American musician (1903–1987)

Abram Chasins (August 17, 1903 - June 21, 1987) was an American composer, pianist, piano teacher, lecturer, musicologist, music broadcaster, radio executive and author.

==Biography==
Born in Manhattan, New York, he attended the Ethical Culture schools and undertook additional studies through the Columbia University Extension School. He studied piano with Ernest Hutcheson and Bertha Tapper, and composition with Rubin Goldmark at the Juilliard School of Music before proceeding to the Curtis Institute of Music in Philadelphia where he undertook further piano studies with Józef Hofmann. In 1931 he studied music analysis with Sir Donald Tovey in London.

Chasins' career as a pianist lasted from 1927 until 1947. He gave many solo recitals and performed with major orchestras in the United States, Canada, South America and Europe. On January 1, 1929, he made his debut playing his Piano Concerto No 1 with the Philadelphia Orchestra conducted by Ossip Gabrilowitsch. He also gave the premiere performance of his Second Piano Concerto in March 1933, again with the Philadelphia Orchestra, this time conducted by Leopold Stokowski.

From 1926 to 1935 Chasins taught piano as a member of the faculty of the Curtis Institute. He was associated with the radio station WQXR from 1941 to 1965, becoming the music director in 1946. His own radio series, Piano Pointers, ran from 1932 to 1939 and he used his E flat minor Prelude as the program's theme.

In 1949 he married Constance Keene, a pianist and former student of his, with whom he performed and recorded piano duos. In 1972 he joined the University of Southern California as musician-in-residence, and reorganized the student-run radio station KUSC into a channel for classical and modern music. He retired in 1977, and died of cancer at his home in Manhattan on June 21, 1987.

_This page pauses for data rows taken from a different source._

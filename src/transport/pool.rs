use std::{
    sync::{Arc, Mutex, mpsc},
    thread,
};

use log::{debug, warn};

pub type DispatchJob = Box<dyn FnOnce() + Send + 'static>;

/// Bounded pool of dispatch threads for inbound message delivery.
///
/// Used when a connection is configured to run its receiver callback off
/// the reader thread. Workers drain a shared channel; dropping the pool
/// closes the channel and joins every worker.
#[derive(Debug)]
pub struct DispatchPool {
    workers: Vec<DispatchWorker>,
    sender: Option<mpsc::Sender<DispatchJob>>,
}

impl DispatchPool {
    pub fn new(size: usize) -> Self {
        assert!(size > 0);

        let (sender, receiver) = mpsc::channel();
        let receiver = Arc::new(Mutex::new(receiver));

        let workers = (0..size)
            .map(|id| DispatchWorker::new(id, Arc::clone(&receiver)))
            .collect();

        Self {
            workers,
            sender: Some(sender),
        }
    }

    pub fn execute<F>(&self, f: F)
    where
        F: FnOnce() + Send + 'static,
    {
        let job: DispatchJob = Box::new(f);
        if self.sender.as_ref().is_none_or(|s| s.send(job).is_err()) {
            warn!("dispatch pool is shut down, dropping job");
        }
    }
}

impl Drop for DispatchPool {
    fn drop(&mut self) {
        drop(self.sender.take());

        for worker in self.workers.drain(..) {
            debug!("joining dispatch worker {}", worker.id);
            if worker.thread.join().is_err() {
                warn!("dispatch worker {} panicked", worker.id);
            }
        }
    }
}

#[derive(Debug)]
struct DispatchWorker {
    id: usize,
    thread: thread::JoinHandle<()>,
}

impl DispatchWorker {
    fn new(id: usize, receiver: Arc<Mutex<mpsc::Receiver<DispatchJob>>>) -> Self {
        let thread = thread::Builder::new()
            .name(format!("conduit-dispatch-{id}"))
            .spawn(move || {
                loop {
                    let job = receiver.lock().unwrap().recv();
                    match job {
                        Ok(job) => job(),
                        Err(_) => {
                            debug!("dispatch worker {id} channel closed, exiting");
                            break;
                        }
                    }
                }
            })
            .expect("failed to spawn dispatch worker");

        Self { id, thread }
    }
}

#[cfg(test)]
mod tests {
    use std::sync::atomic::{AtomicUsize, Ordering};

    use super::*;

    #[test]
    fn executes_every_job() {
        let pool = DispatchPool::new(3);
        let counter = Arc::new(AtomicUsize::new(0));

        for _ in 0..20 {
            let counter = Arc::clone(&counter);
            pool.execute(move || {
                counter.fetch_add(1, Ordering::SeqCst);
            });
        }

        // Drop joins the workers after the channel drains.
        drop(pool);
        assert_eq!(counter.load(Ordering::SeqCst), 20);
    }
}
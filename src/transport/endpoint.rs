use std::net::IpAddr;

use log::debug;

use super::error::TransportError;
use crate::message::{StructuredMessage, Value};

/// Reserved field names of an endpoint descriptor message.
pub const FIELD_TYPE: &str = "type";
pub const FIELD_ADDRESS: &str = "address";
pub const FIELD_PORT: &str = "port";

/// Descriptor `type` value for socket endpoints.
pub const SOCKET_ENDPOINT_TYPE: &str = "Socket";

/// Describes how to reach a listening server: candidate addresses + port.
///
/// Travels as a structured message with reserved fields `type` (constant
/// `"Socket"`), repeatable `address` and `port`. Consumers re-derive
/// connection parameters from it once; it carries no identity of its own.
#[derive(Debug, Clone, PartialEq, Eq)]
pub struct EndpointDescriptor {
    pub addresses: Vec<IpAddr>,
    pub port: u16,
}

impl EndpointDescriptor {
    pub fn new(addresses: Vec<IpAddr>, port: u16) -> Self {
        Self { addresses, port }
    }

    pub fn to_message(&self) -> StructuredMessage {
        let mut builder = StructuredMessage::builder().push_named(FIELD_TYPE, SOCKET_ENDPOINT_TYPE);
        for address in &self.addresses {
            builder = builder.push_named(FIELD_ADDRESS, address.to_string());
        }
        builder.push_named(FIELD_PORT, self.port as i32).build()
    }

    pub fn from_message(message: &StructuredMessage) -> Result<Self, TransportError> {
        match message.by_name(FIELD_TYPE).map(|f| &f.value) {
            Some(Value::Str(t)) if t == SOCKET_ENDPOINT_TYPE => {}
            Some(other) => {
                return Err(TransportError::InvalidEndpoint(format!(
                    "type is {other:?}, expected \"{SOCKET_ENDPOINT_TYPE}\""
                )));
            }
            None => {
                return Err(TransportError::InvalidEndpoint(
                    "missing type field".to_string(),
                ));
            }
        }

        let mut addresses = Vec::new();
        for field in message.all_by_name(FIELD_ADDRESS) {
            let text = field.value.as_str().ok_or_else(|| {
                TransportError::InvalidEndpoint("address field is not a string".to_string())
            })?;
            let address = text.parse::<IpAddr>().map_err(|e| {
                TransportError::InvalidEndpoint(format!("unparseable address {text:?}: {e}"))
            })?;
            addresses.push(address);
        }
        if addresses.is_empty() {
            return Err(TransportError::InvalidEndpoint(
                "no address fields".to_string(),
            ));
        }

        let port = match message.by_name(FIELD_PORT).map(|f| &f.value) {
            Some(Value::I32(p)) if (1..=i32::from(u16::MAX)).contains(p) => *p as u16,
            Some(other) => {
                return Err(TransportError::InvalidEndpoint(format!(
                    "unusable port field {other:?}"
                )));
            }
            None => {
                return Err(TransportError::InvalidEndpoint(
                    "missing port field".to_string(),
                ));
            }
        };

        Ok(Self { addresses, port })
    }
}

/// Addresses of the local non-loopback interfaces, for descriptors built
/// from a wildcard bind.
pub(crate) fn local_interface_addresses() -> Vec<IpAddr> {
    match if_addrs::get_if_addrs() {
        Ok(interfaces) => interfaces
            .into_iter()
            .filter(|i| !i.is_loopback())
            .map(|i| i.ip())
            .collect(),
        Err(e) => {
            debug!("interface enumeration failed: {e}");
            Vec::new()
        }
    }
}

Chasins wrote over 100 compositions, mostly for the piano. His Three Chinese Pieces (1920s) were performed by celebrated pianists including Ignace Hilsberg, Józef Hofmann, William Kapell, Josef Lhévinne and Shura Cherkassky, and in its orchestrated version was the first American work to be performed by Arturo Toscanini with the New York Philharmonic. The "Concert Paraphrase on Strauss's 'Artist's Life'" is among his best works for two pianos, four hands, and his 24 Preludes for Piano (1928) continue to be used as teaching pieces.

He also wrote a number of books on music and musicians, including Speaking of Pianists (1958), The Van Cliburn Legend (1959), The Appreciation of Music (1966), Music at the Crossroads (1972) and Stoki, the Incredible Apollo (1978), a biography of Leopold Stokowski.

==Bibliography==
- Anderson, E. Ruth. Contemporary American composers. A Biographical Dictionary, 2nd edition, G. K. Hall, 1982.
- "Baker's Biographical Dictionary of Musicians"
- Cummings, David M.; McIntire, Dennis K. (Ed.). International who's who in music and musician's directory. In the classical and light classical fields, 12th edition 1990/91, International Who's Who in Music 1991.
- Kehler, George. The Piano in Concert, Scarecrow Press, 1982.
- Kroeger, Karl. Chasins, Abram, in Sadie, Stanley. (Ed.) The New Grove Dictionary of Music and Musicians, Vol. 4, first edition, Macmillan Publishers Limited, 1980.
- Lyman, Darryl. Great Jews in Music, J. D. Publishers, 1986, p. 259f.
- Press, Jaques Cattell (Ed.). Who's who in American Music. Classical, first edition. R. R. Bowker, New York 1983.
- Wilson, Lyle G. A dictionary of pianists, Robert Hale, 1985.